L’offensive Broussilov et la bataille de la Somme 

Pour 1916, les Alliés préparaient une nouvelle offensive double contre l’Allemagne et l’Autriche. Les Russes devaient attaquer les Autrichiens en Galicie pour obliger les Allemands à les aider. Ainsi lorsque les Allemands auraient retiré des forces et de la sorte affaibli le front à l’ouest, il y aurait alors une forte offensive pour ouvrir une brèche dans la position allemande. L’offensive russe sous Broussilov commença en juin, l’offensive anglaise de la Somme en juillet. Les deux offensives échouaient avec des pertes considérables, surtout pour les Russes et les Anglais.

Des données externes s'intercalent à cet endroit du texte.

//! Storage backends for the receipt ledger.
//!
//! The ledger owns the chain logic; a [`ReceiptStore`] only has to persist
//! receipts in sequence order and hand them back on open. `append` must not
//! return `Ok` before the receipt is as durable as the backend can make it.

use std::sync::Mutex;

use crate::error::{LatticeError, LatticeResult};
use crate::types::Receipt;

pub trait ReceiptStore: Send + Sync {
    /// Persist one receipt. Returns only after the write is durable for
    /// this backend. Must reject sequence gaps and duplicates.
    fn append(&self, receipt: &Receipt) -> LatticeResult<()>;

    /// All persisted receipts in ascending sequence order.
    fn load_all(&self) -> LatticeResult<Vec<Receipt>>;
}

/// Volatile backend for tests and ephemeral ledgers. "Durable" here means
/// applied to the vector; nothing survives the process.
#[derive(Debug, Default)]
pub struct InMemoryReceiptStore {
    receipts: Mutex<Vec<Receipt>>,
}

impl InMemoryReceiptStore {
    pub fn new() -> Self {
        Self::default()
    }
}

impl ReceiptStore for InMemoryReceiptStore {
    fn append(&self, receipt: &Receipt) -> LatticeResult<()> {
        let mut receipts = self
            .receipts
            .lock()
            .map_err(|_| LatticeError::Storage("receipt store lock poisoned".to_string()))?;
        if receipt.sequence != receipts.len() as u64 {
            return Err(LatticeError::Storage(format!(
                "sequence {} does not extend store of length {}",
                receipt.sequence,
                receipts.len()
            )));
        }
        receipts.push(receipt.clone());
        Ok(())
    }

    fn load_all(&self) -> LatticeResult<Vec<Receipt>> {
        let receipts = self
            .receipts
            .lock()
            .map_err(|_| LatticeError::Storage("receipt store lock poisoned".to_string()))?;
        Ok(receipts.clone())
    }
}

L’empereur François Joseph et le Premier Ministre Lloyd George 

François Joseph, empereur d’Autriche depuis 1848, était décédé le 21 novembre 1916. La monarchie austro-hongroise s’en retrouvait affaiblie. À Londres, après une crise du gouvernement libéral, David Lloyd George forma un nouveau gouvernement libéral – conservateur. Il était à la fois Premier ministre et ministre de la guerre, et il était convaincu de mener la guerre jusqu’à la victoire totale et la chute des gouvernements impériaux.

Hindenburg et Ludendorff au commandement suprême août 1916 

Hindenburg et Ludendorff, le vieux et le jeune, le nonchalant et l’actif, avaient gagné des batailles et de la renommée contre les Russes sur le front de l’Est. En août 1916, l’empereur les nomma au commandement suprême, la « Oberste Heeresleitung » (OHL). Ludendorff ne voulait pas de paix avant la victoire, pas d’interférence de la politique. La guerre, c’était la responsabilité des militaires. Le peuple devait servir et souffrir pour la victoire finale et totale. L’empereur Guillaume se mettait toujours du côté des militaires, les politiques perdaient influence et autonomie.

Le chancelier von Bethmann-Hollweg et la guerre sous-marine totale 

Bethmann ne croyait plus à la victoire totale, et le 16 décembre 1916, il offrit, dans un discours au Reichstag, des négociations de paix avec le président Wilson comme médiateur. Mais il n’obtenait pas de réponse. Le 9 janvier 1917, le Conseil Impérial, le « Kronrat », décida avec l’Empereur et les militaires et contre l’avis du chancelier la guerre totale soumarine sur l’Atlantique. L’Allemagne souffrait du blocus anglais, et en détruisant tous les bateaux, civils ou militaires, sur l’Atlantique, les militaires prédisaient l’effondrement économique de la France et de l’Angleterre en deux mois. Le chancelier craignait la déclaration de guerre des États-Unis, mais les militaires répondaient, qu’ils gagneraient ainsi la guerre avant que le premier soldat américain n’arrive en Europe. L’Allemagne offrit même une alliance au Mexique en lui promettant les provinces qui lui avaient autrefois appartenu, comme le Texas ou l’Arizona, si le Mexique attaquait les États-Unis. Les États-Unis déclarèrent la guerre à l’Allemagne le 16 avril 1917. La guerre sous-marine totale n’obtenait pas les résultats promis par les militaires. Par contre, la réputation internationale de l’Allemagne auprès des pays neutres était très endommagée, comme Bethmann l’avait prédit. Les premiers soldats américains arrivèrent en juin 1917.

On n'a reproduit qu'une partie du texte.